«Grandissime», «béni des Dieux»: les professionnels encensent le millésime 2015 du Beaujolais nouveau qui arrive jeudi mais ces superlatifs ne suffiront pas à faire oublier la crise profonde que traverse le vignoble... ni les attentats.

La planète s'apprête à célébrer dans la nuit de mercredi à jeudi ce vin primeur. Hormis l'annulation d'une soirée au conseil départemental du Rhône, les festivités sont, pour l'instant, maintenues. Notamment à Paris où des vignerons en 2 CV sillonneront jeudi après-midi la capitale. Car plus que jamais, la profession tient à ce «symbole de la culture française», insiste Inter-Beaujolais.

À l'étranger, les festivités seront lancées du Japon, premier client à l'étranger qui aspire à lui seul plus d'un quart des bouteilles.

Georges Duboeuf, le roi des négociants dans la région, pensait que 2009 serait le millésime de sa vie.
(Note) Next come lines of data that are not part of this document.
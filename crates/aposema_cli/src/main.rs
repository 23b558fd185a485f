// Entry point: configures a batch sweep from the command line, runs it over
// the rayon worker pool and writes the result table.

use std::path::PathBuf;

use anyhow::{bail, Context, Result};
use clap::{Parser, ValueEnum};
use rand::rngs::StdRng;
use rand::SeedableRng;

use aposema_core::fields::Regime;
use aposema_core::sweep::{run_sweep, SweepConfig};
use aposema_core::table::write_csv;

#[derive(ValueEnum, Debug, Clone, Copy)]
enum RegimeArg {
    /// Independent predation terms per species
    NoMimicry,
    /// Shared mimicry ring pooling both species' signals
    Mimicry,
    /// Dimorphic sex-limited mimicry
    Dslm,
}

impl From<RegimeArg> for Regime {
    fn from(arg: RegimeArg) -> Self {
        match arg {
            RegimeArg::NoMimicry => Regime::NoMimicry,
            RegimeArg::Mimicry => Regime::Mimicry,
            RegimeArg::Dslm => Regime::Dslm,
        }
    }
}

#[derive(Parser, Debug)]
#[command(author, version, about)]
struct Args {
    /// Vector-field variant to integrate
    #[arg(long, value_enum, default_value_t = RegimeArg::Mimicry)]
    regime: RegimeArg,

    /// Run with species 2 held at zero abundance
    #[arg(long, default_value_t = false)]
    single_species: bool,

    /// Number of random condition draws (N)
    #[arg(short = 'n', long, default_value_t = 5)]
    draws: usize,

    /// Interspecific competition coefficient (cb)
    #[arg(long, default_value_t = 0.3)]
    comp: f64,

    /// Output label; the table is written to df_<LABEL>.csv
    #[arg(long, default_value = "")]
    label: String,

    /// Survival-advantage values to enumerate (defaults to 0..=10)
    #[arg(long, value_delimiter = ',')]
    a_values: Option<Vec<f64>>,

    /// Mimicry-cost values to enumerate (defaults to 0.0..=1.0 in steps of 0.1)
    #[arg(long, value_delimiter = ',')]
    b_values: Option<Vec<f64>>,

    /// RNG seed; drawn from entropy when absent
    #[arg(long)]
    seed: Option<u64>,

    /// Directory the result table is written into
    #[arg(long, default_value = ".")]
    out_dir: PathBuf,

    /// Worker threads for the parallel map (defaults to all cores)
    #[arg(long)]
    threads: Option<usize>,
}

fn main() -> Result<()> {
    tracing_subscriber::fmt()
        .with_env_filter(
            tracing_subscriber::EnvFilter::try_from_default_env()
                .unwrap_or_else(|_| "info".into()),
        )
        .init();

    let args = Args::parse();

    if let Some(threads) = args.threads {
        rayon::ThreadPoolBuilder::new()
            .num_threads(threads)
            .build_global()
            .context("failed to configure the worker pool")?;
    }

    let defaults = SweepConfig::default();
    let config = SweepConfig {
        regime: args.regime.into(),
        two_species: !args.single_species,
        draws: args.draws,
        comp: args.comp,
        label: args.label,
        a_values: args.a_values.unwrap_or(defaults.a_values),
        b_values: args.b_values.unwrap_or(defaults.b_values),
        solver: defaults.solver,
    };

    let seed = args.seed.unwrap_or_else(rand::random);
    tracing::info!(seed, tuples = config.cardinality(), "seeded sweep");
    let mut rng = StdRng::seed_from_u64(seed);

    let report = run_sweep(&config, &mut rng)?;

    let path = args.out_dir.join(config.output_filename());
    write_csv(&path, &report.rows)?;
    tracing::info!(rows = report.rows.len(), path = %path.display(), "result table written");

    if !report.failures.is_empty() {
        for failure in &report.failures {
            tracing::error!(
                draw = failure.id.draw,
                a = failure.params.a,
                b_mim = failure.params.b_mim,
                error = %failure.error,
                "tuple failed"
            );
        }
        bail!(
            "{} of {} tuples failed numerically; their rows were omitted from {}",
            report.failures.len(),
            config.cardinality(),
            path.display()
        );
    }

    Ok(())
}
Mais 2015 sera encore meilleur, a-t-il récemment admis. «On a eu un printemps humide puis un ensoleillement historique en juillet dans le Rhône qui a été le département le plus chaud de France. C'est un millésime historique», surenchérit Jean Bourjade, délégué général de l'interprofession (Inter-Beaujolais).

Mais la qualité ne fait pas tout. Malgré un budget multiplié par deux cette saison, les ventes s'annoncent tout juste stables - l'an dernier, 28 millions de bouteilles avaient été écoulées - et les viticulteurs ont vendu leur vin en vrac moins cher. Raison pour laquelle, fait rarissime dans le milieu, ils sont descendus fin septembre dans la rue pour réclamer une réévaluation des prix aux négociants, dans une région où 80% des volumes passent par le négoce.

«Les gens aiment le goût du Beaujolais, ils n'aiment pas le nom», lance le Bourguignon Louis-Fabrice Latour, une des grandes maisons de négoce de vin en France, propriétaire dans le Beaujolais des crus Henry Fessy. «Il y a cette image qu'on se traîne», embraye Pierre Gernelle, directeur de la Fédération des négociants-éleveurs de Grande Bourgogne (FNEB).

Les ventes baissent dans les pays phares, Japon, États-Unis en tête, et les marchés émergents comme la Chine n'ont pas pris le relais.

Sortir du marketing uniformisé 

Passé de mode? Mauvaise image? Il se vend aujourd'hui deux fois moins de Beaujolais nouveau qu'il y a dix ans. Face à ce constat, tous n'ont pas la même analyse ni les mêmes réponses, exacerbant les tensions entre vignerons et négociants et semant la zizanie dans les instances professionnelles.

Déjà l'an dernier, les crus du nord de l'appellation, qui eux ont le vent en poupe, avaient divorcé des autres appellations. Depuis le dialogue est rompu.

Du coup, dans les vignes, un désespoir pointe, qui rappelle celui des éleveurs ailleurs. «La rentabilité, c'est une catastrophe. On fait 8000 euros (environ 11 400$) de chiffre d'affaires à l'hectare et quand on a payé les vendangeurs, les produits, il ne nous reste pas grand-chose», soupire Cyril Picard, figure de proue des manifestants fin septembre.

Les vignerons sont âgés (50 ans en moyenne), les prix des terres particulièrement bas dans les parcelles de Beaujolais nouveau (15 600 $ en moyenne l'hectare), difficile dans ces conditions d'attirer des jeunes et d'envisager des lendemains qui chantent.

Alors que faire? L'interprofession veut sortir le produit de son marketing uniformisé. Goût de banane, de tabac? Elle refuse désormais de se prononcer et parle DES Beaujolais nouveaux et non plus DU Beaujolais nouveau. «On veut lui redonner une âme, c'est un vin de vignerons, on veut l'associer au terroir», explique Jean Bourjade.

Mais tous ne l'entendent pas de cette oreille. Cyril Picard «souhaite que les viticulteurs reprennent les choses en main à l'interprofession». Les négociants eux sont divisés, entre ceux qui plaident pour un rapprochement avec la Bourgogne voisine pour redorer l'image du Beaujolais et ceux qui ne veulent pas en entendre parler.

«Nous, on plante du Pinot noir (cépage star en Bourgogne, alors que le Gamay domine dans la région, NDLR) dans le sud Beaujolais. Donc on réfléchit à la reconversion. Et oui, il y a l'idée d'un rapprochement des deux interprofessions dans une Grande Bourgogne... mais les conditions ne sont pas réunies à l'heure actuelle», conclut Louis-Fabrice Latour.